Wenn überhaupt dann gehört das wohl eher hier hin:
http://www.java-forum.org/softwareentwickler-and-programmierer-jobs/

Gruß Klaus


----------



## xerion21 (17. Feb 2015)

VfL_Freak hat gesagt.:


> Moin,
> 
> ja, nee ..... ist klar :noe:
> 
> ...



ja deine Antwort hilft einem auch super weiter...

dann soll es bitte ein Mod verschieben


----------



## VfL_Freak (17. Feb 2015)

Moin,


xerion21 hat gesagt.:


> ja deine Antwort hilft einem auch super weiter...


nix für ungut, aber was erwartest Du?
Du klatscht einfach ein paar Infos in der Raum ... und dann ??

Dies ist ein Forum von Usern für User!
Poste ggf. Deinen Ansatz und stell' konkrete Fragen dazu!
Da wird keiner einfach so Deine Arbeit machen - oder wenn, dann eben nur gegen entsprechende Bezahlung!

Gruß Klaus


----------



## xerion21 (17. Feb 2015)

VfL_Freak hat gesagt.:


> Moin,
> 
> nix für ungut, aber was erwartest Du?
> Du klatscht einfach ein paar Infos in der Raum ... und dann ??
> ...



es soll auch niemand meine Arbeit machen... Das habe ich doch gar nicht gefragt...

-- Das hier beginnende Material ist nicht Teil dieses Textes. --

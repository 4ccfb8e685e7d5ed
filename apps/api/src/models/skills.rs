use serde::{Deserialize, Serialize};

/// Proficiency bucket. Always derived from years of experience, except where
/// the skill-exaggeration flaw deliberately breaks the link.
#[derive(Debug, Clone, Copy, PartialEq, Eq, PartialOrd, Ord, Serialize, Deserialize)]
#[serde(rename_all = "snake_case")]
pub enum ProficiencyLevel {
    Beginner,
    Intermediate,
    Advanced,
    Expert,
}

impl ProficiencyLevel {
    /// Ten-point value used by interview scoring.
    pub fn points(self) -> u8 {
        match self {
            ProficiencyLevel::Beginner => 3,
            ProficiencyLevel::Intermediate => 5,
            ProficiencyLevel::Advanced => 8,
            ProficiencyLevel::Expert => 10,
        }
    }
}

/// A language, framework, or tool the candidate lists.
#[derive(Debug, Clone, PartialEq, Serialize, Deserialize)]
pub struct SkillEntry {
    pub name: String,
    pub proficiency: ProficiencyLevel,
    pub years_experience: u32,
}

#[derive(Debug, Clone, Copy, PartialEq, Eq, Serialize, Deserialize)]
pub struct SystemDesignScores {
    pub microservices: u8,
    pub monolithic: u8,
    pub cloud_native: u8,
    pub database: u8,
    pub security: u8,
}

impl SystemDesignScores {
    pub fn as_array(&self) -> [u8; 5] {
        [
            self.microservices,
            self.monolithic,
            self.cloud_native,
            self.database,
            self.security,
        ]
    }
}

#[derive(Debug, Clone, Copy, PartialEq, Eq, Serialize, Deserialize)]
pub struct MethodologyScores {
    pub agile: u8,
    pub waterfall: u8,
    pub devops: u8,
    pub testing: u8,
    pub documentation: u8,
}

#[derive(Debug, Clone, PartialEq, Serialize, Deserialize)]
pub struct TechnicalSkills {
    pub programming_languages: Vec<SkillEntry>,
    pub frameworks: Vec<SkillEntry>,
    pub system_design: SystemDesignScores,
    pub methodologies: MethodologyScores,
}
use axum::Json;
use serde_json::{json, Value};

/// GET /health
/// Returns a simple status object with service version.
pub async fn health_handler() -> Json<Value> {
    Json(json!({
        "status": "ok",
        "version": env!("CARGO_PKG_VERSION"),
        "service": "talentsim-api"
    }))
}
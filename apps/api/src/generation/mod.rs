// Candidate generation engine.
// Implements: archetype baselines, trait jitter, behavior rules, skill and career
// synthesis, interview scoring, and the end-to-end assembler.
// Pure computation only; the enhancement adapter lives in `enhancement`.

pub mod archetypes;
pub mod assembler;
pub mod behavior;
pub mod career;
pub mod handlers;
pub mod interview;
pub mod skills;
pub mod traits;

Meine Frage war: Ob jemand ein einfaches Tool / Sprache kennt, mit der man diese Anforderungen einfach umsetzen kann, ohne das Rad großartig neu erfinden zu müssen....


----------



## Ruzmanz (18. Feb 2015)

Schau bei Github vorbei ...


----------



## Joose (19. Feb 2015)

xerion21 hat gesagt.:


> es soll auch niemand meine Arbeit machen... Das habe ich doch gar nicht gefragt...



Indirekt schon  



xerion21 hat gesagt.:


> Meine Frage war: Ob jemand ein einfaches Tool / Sprache kennt .....



Java wäre eine Möglichkeit.

Eine ganz andere Ansatz wäre Joomla und ein passendes Modul (keine Ahnung ob es sowas gibt, da müsstest du selber schauen).
Aber etwas was zu 100% deine Anforderungen entspricht wird es noch nicht fertig geben, also selber Hand anlegen wirst du trotzdem müssen.


----------